Hyperprolinemia type I (HPI) results from a deficiency of proline oxidase (POX), involved in the first step in the conversion of proline to glutamate. Diverse phenotypes were described in patients with HPI, prior to the identification of the POX gene (PRODH): whereas various patients were asymptomatic, others had neurological and extraneurological defects. The PRODH gene is located in the region deleted in velocardiofacial syndrome (VCFS). Heterozygous and homozygous mutations have been identified in patients with variable hyperprolinemia and various features (patients with schizophrenia, chromosome 22q11 microdeletions and/or neurological defects).
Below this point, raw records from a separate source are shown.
use std::io::{self, Write};

use rain_diagnostic::Diagnostic;
use rain_ir::SourceId;
use rain_lexer::TokenStream;
use rain_lexer_core::SourceBuffer;
use rain_parse::parse_expression;

use super::render_expression;

/// Parse one expression and print its tree.
///
/// Lexical diagnostics are reported for every token the parser looked at.
pub fn parse_source<W: Write>(
    buffer: &SourceBuffer,
    source: SourceId,
    out: &mut W,
) -> io::Result<Vec<Diagnostic>> {
    let mut stream = TokenStream::new(buffer, source);
    let result = parse_expression(&mut stream);

    let mut diagnostics: Vec<Diagnostic> = stream
        .take_diagnostics()
        .iter()
        .map(|d| d.error.to_diagnostic())
        .collect();
    match result {
        Ok(expr) => out.write_all(render_expression(&stream, &expr).as_bytes())?,
        Err(error) => diagnostics.push(error.to_diagnostic()),
    }
    Ok(diagnostics)
}
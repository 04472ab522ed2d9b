use pretty_assertions::assert_eq;
use rain_diagnostic::ErrorCode;
use rain_ir::{SourceId, TokenKind};
use rain_lexer::TokenStream;
use rain_lexer_core::SourceBuffer;

use super::{parse_expression, Parser};
use crate::grammar::{Expression, Literal};
use crate::{ExpectedKinds, ParseError};

#[test]
fn parse_expression_requires_end_of_input() {
    let buffer = SourceBuffer::from_text("1 + 2 * 3");
    let mut stream = TokenStream::new(&buffer, SourceId::ANONYMOUS);
    let expr = parse_expression(&mut stream);
    assert!(expr.is_ok());
    assert_eq!(stream.peek_kind(), TokenKind::ENDMARK);
    assert_eq!(stream.tokens().len(), 6);
}

#[test]
fn unexpected_token_names_expected_kinds() {
    let buffer = SourceBuffer::from_text("(1 + 2");
    let mut stream = TokenStream::new(&buffer, SourceId::ANONYMOUS);
    let Err(error) = parse_expression(&mut stream) else {
        panic!("missing paren accepted");
    };
    assert_eq!(
        error,
        ParseError::Unexpected {
            expected: ExpectedKinds::single(TokenKind::SIGN_RPAREN),
            found: TokenKind::ENDMARK,
            position: stream.tokens()[4].pos,
            span: stream.tokens()[4].span,
        }
    );
    assert_eq!(error.code(), ErrorCode::E1001);
    assert_eq!(error.position().column, 6);
    assert_eq!(stream.position(), 0);
}

#[test]
fn trailing_input_restores_cursor() {
    let buffer = SourceBuffer::from_text("1 2");
    let mut stream = TokenStream::new(&buffer, SourceId::ANONYMOUS);
    let Err(error) = parse_expression(&mut stream) else {
        panic!("trailing input accepted");
    };
    assert!(matches!(
        error,
        ParseError::TrailingInput {
            found: TokenKind::DEC_INTEGER,
            ..
        }
    ));
    assert_eq!(error.code(), ErrorCode::E1002);
    assert_eq!(stream.position(), 0);
}

#[test]
fn parse_leaves_cursor_after_match() {
    let buffer = SourceBuffer::from_text("7 rest");
    let mut stream = TokenStream::new(&buffer, SourceId::ANONYMOUS);
    let mut parser = Parser::new(&mut stream);
    let literal = parser.parse::<Literal>();
    assert_eq!(literal.map(|l| l.kind()), Ok(TokenKind::DEC_INTEGER));
    assert_eq!(parser.stream().position(), 1);
    assert!(parser.parse::<Literal>().is_err());
    assert_eq!(parser.stream().position(), 1);
}

#[test]
fn empty_input_expects_an_operand() {
    let buffer = SourceBuffer::from_text("");
    let mut stream = TokenStream::new(&buffer, SourceId::ANONYMOUS);
    let Err(ParseError::Unexpected {
        expected, found, ..
    }) = Parser::new(&mut stream).parse::<Expression>()
    else {
        panic!("empty input accepted");
    };
    assert_eq!(found, TokenKind::ENDMARK);
    assert!(expected.contains(TokenKind::IDENTIFIER));
    assert!(expected.contains(TokenKind::SIGN_LPAREN));
}

#[test]
fn errors_render_as_diagnostics() {
    let buffer = SourceBuffer::from_text("1 +\n* 2");
    let mut stream = TokenStream::new(&buffer, SourceId::ANONYMOUS);
    let Err(error) = parse_expression(&mut stream) else {
        panic!("dangling operator accepted");
    };
    let diagnostic = error.to_diagnostic();
    assert_eq!(diagnostic.code, ErrorCode::E1002);
    assert_eq!(diagnostic.message, "unexpected SIGN_ADD after end of expression");
    assert_eq!((diagnostic.pos.line, diagnostic.pos.column), (1, 2));
}
//! Driver commands: `lex` and `parse`.

mod lex;
mod parse;
mod tree;

pub use lex::lex_source;
pub use parse::parse_source;
pub use tree::render_expression;

use std::io::{self, Write};

use rain_diagnostic::emitter::{ColorMode, DiagnosticEmitter, TerminalEmitter};
use rain_diagnostic::{Diagnostic, DiagnosticConfig, DiagnosticQueue};
use rain_ir::SourceMap;
use rain_lexer_core::SourceBuffer;
use tracing::debug;

#[derive(Copy, Clone, Debug, Eq, PartialEq)]
pub enum Command {
    Lex,
    Parse,
}

impl Command {
    pub fn from_name(name: &str) -> Option<Self> {
        match name {
            "lex" => Some(Command::Lex),
            "parse" => Some(Command::Parse),
            _ => None,
        }
    }
}

/// Driver settings from the command line.
#[derive(Clone, Debug)]
pub struct Options {
    pub diagnostics: DiagnosticConfig,
    pub color: ColorMode,
    /// Whether stderr is a terminal, for [`ColorMode::Auto`].
    pub is_tty: bool,
}

impl Default for Options {
    fn default() -> Self {
        Options {
            diagnostics: DiagnosticConfig::default(),
            color: ColorMode::Auto,
            is_tty: false,
        }
    }
}

/// Read a whole file as bytes.
///
/// Invalid UTF-8 is not an error here; the source buffer repairs it and
/// reports where.
pub fn read_file(path: &str) -> Result<Vec<u8>, String> {
    std::fs::read(path).map_err(|e| match e.kind() {
        io::ErrorKind::NotFound => format!("cannot find file '{path}'"),
        io::ErrorKind::PermissionDenied => format!("permission denied reading '{path}'"),
        _ => format!("error reading '{path}': {e}"),
    })
}

/// Run `command` over `bytes`, writing results to `out` and diagnostics
/// to `err`. Returns whether any error was reported.
pub fn run<O: Write, E: Write>(
    command: Command,
    name: &str,
    bytes: &[u8],
    options: &Options,
    out: &mut O,
    err: &mut E,
) -> io::Result<bool> {
    let mut sources = SourceMap::new();
    let source = sources.add(name);
    let buffer = SourceBuffer::new(bytes);
    debug!(?command, name, len = buffer.len(), "running");

    let diagnostics = match command {
        Command::Lex => lex_source(&buffer, source, out)?,
        Command::Parse => parse_source(&buffer, source, out)?,
    };
    let errors = report(diagnostics, options, name, buffer.as_str(), err)?;
    Ok(errors > 0)
}

/// Queue, sort and print diagnostics. Returns the number of errors.
fn report<E: Write>(
    diagnostics: Vec<Diagnostic>,
    options: &Options,
    name: &str,
    text: &str,
    err: &mut E,
) -> io::Result<usize> {
    let mut queue = DiagnosticQueue::with_config(options.diagnostics.clone());
    queue.extend(diagnostics);
    let errors = queue.error_count();
    let dropped = queue.dropped();

    let mut emitter = TerminalEmitter::with_color_mode(&mut *err, options.color, options.is_tty)
        .with_source(name, text);
    emitter.emit_all(&queue.flush());
    emitter.emit_summary(errors);
    emitter.flush();

    if dropped > 0 {
        writeln!(err, "note: {dropped} further errors not shown")?;
    }
    Ok(errors + dropped)
}
use pretty_assertions::assert_eq;
use rain_ir::{Position, SourceId, Span};

use super::*;
use crate::ErrorCode;

fn err_at(line: u32, column: u32, msg: &str) -> Diagnostic {
    Diagnostic::error(
        ErrorCode::E0003,
        msg,
        Position::new(SourceId::ANONYMOUS, line, column),
        Span::new(0, 0),
    )
}

fn positions(diags: &[Diagnostic]) -> Vec<(u32, u32)> {
    diags.iter().map(|d| (d.pos.line, d.pos.column)).collect()
}

#[test]
fn default_config() {
    let config = DiagnosticConfig::default();
    assert_eq!(config.error_limit, 10);
    assert!(config.dedupe);
}

#[test]
fn flush_sorts_by_position() {
    let mut queue = DiagnosticQueue::with_config(DiagnosticConfig::unlimited());
    queue.add(err_at(3, 1, "c"));
    queue.add(err_at(1, 4, "a"));
    queue.add(err_at(1, 2, "b"));

    let flushed = queue.flush();
    assert_eq!(positions(&flushed), vec![(1, 2), (1, 4), (3, 1)]);
    assert!(queue.is_empty());
    assert_eq!(queue.error_count(), 0);
}

#[test]
fn same_position_keeps_insertion_order() {
    let mut queue = DiagnosticQueue::with_config(DiagnosticConfig::unlimited());
    queue.add(err_at(2, 0, "first"));
    queue.add(err_at(1, 0, "early"));
    queue.add(err_at(2, 0, "second"));

    let messages: Vec<_> = queue.flush().into_iter().map(|d| d.message).collect();
    assert_eq!(messages, vec!["early", "first", "second"]);
}

#[test]
fn error_limit_drops_extra_errors() {
    let mut queue = DiagnosticQueue::with_config(DiagnosticConfig::unlimited().with_error_limit(2));
    assert!(queue.add(err_at(1, 0, "a")));
    assert!(queue.add(err_at(1, 1, "b")));
    assert!(queue.limit_reached());
    assert!(!queue.add(err_at(1, 2, "c")));

    assert_eq!(queue.len(), 2);
    assert_eq!(queue.dropped(), 1);
}

#[test]
fn duplicates_do_not_count_toward_the_limit() {
    let mut queue = DiagnosticQueue::with_config(DiagnosticConfig::default().with_error_limit(2));
    assert!(queue.add(err_at(1, 0, "a")));
    assert!(!queue.add(err_at(1, 0, "a")));
    assert!(queue.add(err_at(1, 1, "b")));
    assert_eq!(queue.error_count(), 2);
    assert_eq!(queue.dropped(), 0);
}

#[test]
fn dedupe_drops_identical_reports() {
    let mut queue = DiagnosticQueue::new();
    assert!(queue.add(err_at(1, 0, "invalid digit")));
    assert!(!queue.add(err_at(1, 0, "invalid digit")));
    assert!(queue.add(err_at(1, 1, "invalid digit")));
    assert_eq!(queue.len(), 2);
}

#[test]
fn dedupe_off_keeps_everything() {
    let mut queue = DiagnosticQueue::with_config(DiagnosticConfig::unlimited());
    let kept = queue.extend([err_at(1, 0, "x"), err_at(1, 0, "x")]);
    assert_eq!(kept, 2);
}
A functional study has divided the PRODH missense mutations into three groups: those leading to mild, moderate, or severe reduction of POX activity. In this study, we report four unrelated children with HPI and a homogeneous severe neurological phenotype. We identified biallelic abnormalities in PRODH in these patients that led to severe reduction of POX activity. These included missense and non-sense mutations, deletions of PRODH and a 22q11 microdeletion. Four other children have been reported with severe biallelic PRODH mutations. The phenotype of these eight patients associates early psychomotor development delay with predominant cognitive defects, autistic features and epilepsy. Their values of hyperprolinemia ranged from 400 to 2200 micromol/L. Patients with biallelic PRODH alterations resulting in severely impaired POX activity had an early onset and severe neurological features. Thus, children with this phenotype and those with a microdeletion in chromosome 22q11, especially those with mental retardation and autistic features, should be tested for hyperprolinemia. Hyperprolinemic patients should be screened for PRODH mutations.